Dr Pauline Po-Ling LUK
(Joint Appointment with Bau Institute of Medical and Health Sciences Education)
Dr. Po Ling Pauline, LUK is a Lecturer in the Bau Institute of Medical and Health Sciences Education and the Medical Ethics and Humanities Unit. She is a health communication scholar and researcher. She is involving in online curriculum design and project coordination for students’ experiential learnings and student partnerships. She also teaches in diversified courses that involve multiple skillsets, e.g. problem-based learning for medical students, interdisciplinary health research projects for medical and nursing students, inter-professional education courses for multidisciplinary students, and communication courses for Masters students in Public Health, Nursing, and undergraduate students in the English Language.

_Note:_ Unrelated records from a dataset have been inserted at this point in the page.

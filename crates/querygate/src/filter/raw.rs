//! Raw filters: per-field replacements for the default operator translation.
//!
//! Any `Fn(Operator, &FilterValue, &FieldPath) -> Result<Predicate>` closure
//! is a [`RawFilter`]; [`Contains`] and [`RelatedExists`] cover the two
//! recurring shapes.

use super::{like_pattern, structural, FilterValue};
use crate::error::Result;
use crate::model::FieldPath;
use crate::query::Predicate;
use crate::spec::Operator;
use serde_json::Value;

pub trait RawFilter: Send + Sync {
    /// Builds the predicate for an already validated clause. `path` is the
    /// field's declared storage path.
    fn predicate(&self, operator: Operator, value: &FilterValue, path: &FieldPath)
        -> Result<Predicate>;
}

impl<F> RawFilter for F
where
    F: Fn(Operator, &FilterValue, &FieldPath) -> Result<Predicate> + Send + Sync,
{
    fn predicate(
        &self,
        operator: Operator,
        value: &FilterValue,
        path: &FieldPath,
    ) -> Result<Predicate> {
        self(operator, value, path)
    }
}

/// `like` always means substring containment, even when the caller sends
/// explicit wildcards. Other operators translate structurally.
#[derive(Debug, Clone, Copy, Default)]
pub struct Contains;

impl RawFilter for Contains {
    fn predicate(
        &self,
        operator: Operator,
        value: &FilterValue,
        path: &FieldPath,
    ) -> Result<Predicate> {
        match (operator, value) {
            (Operator::Like, FilterValue::Single(_)) => {
                let escaped = single_text(value).unwrap_or_default().replace('%', "");
                Ok(Predicate::scoped(path, |leaf| Predicate::Like {
                    path: leaf,
                    pattern: like_pattern(&escaped),
                }))
            }
            _ => structural(operator, value, path),
        }
    }
}

/// Matches records with at least one related record whose `column` matches.
/// The filter field itself is virtual; only the relation is queried.
#[derive(Debug, Clone)]
pub struct RelatedExists {
    pub relation: String,
    pub column: String,
}

impl RelatedExists {
    pub fn new(relation: impl Into<String>, column: impl Into<String>) -> Self {
        Self {
            relation: relation.into(),
            column: column.into(),
        }
    }
}

impl RawFilter for RelatedExists {
    fn predicate(
        &self,
        operator: Operator,
        value: &FilterValue,
        _path: &FieldPath,
    ) -> Result<Predicate> {
        let inner = match value {
            FilterValue::List(values) => Predicate::In {
                path: FieldPath::column(&self.column),
                values: values.clone(),
                negated: operator == Operator::NotIn,
            },
            FilterValue::Single(value) if operator == Operator::Eq => {
                Predicate::eq(&self.column, value.clone())
            }
            _ => structural(operator, value, &FieldPath::column(&self.column))?,
        };
        Ok(Predicate::related(self.relation.clone(), inner))
    }
}

/// The single value as text.
fn single_text(value: &FilterValue) -> Option<&str> {
    match value {
        FilterValue::Single(Value::String(s)) => Some(s),
        _ => None,
    }
}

She began facilitating medical humanities courses in 2021-22, for health diversity and ageing related topics. She engaged in a medical history immersive theatre performance project that involved HKU students from different faculties in January 2022.
Dr Ria SINHA
Dr. Ria Sinha is a Lecturer in the Medical Ethics and Humanities Unit at the University of Hong Kong where she coordinates History of Medicine teaching and learning. She trained in biology and parasitology at King’s College London and gained a PhD from Imperial College London in collaboration with Leiden University Medical Centre (LUMC) in the Netherlands. Specialising in vector-borne diseases, her doctoral work focused on the development of transgenic malaria parasites to advance transmission blocking vaccine development. Her research and teaching at HKU has expanded into interdisciplinary research that considers the complex and dynamic sociocultural, ecological, historical, technological, and medico-scientific determinants of infectious disease emergence and management. She is currently curating the Covid-19 Archive Project to document the coronavirus pandemic, and is completing a book on the History of Malaria in Hong Kong.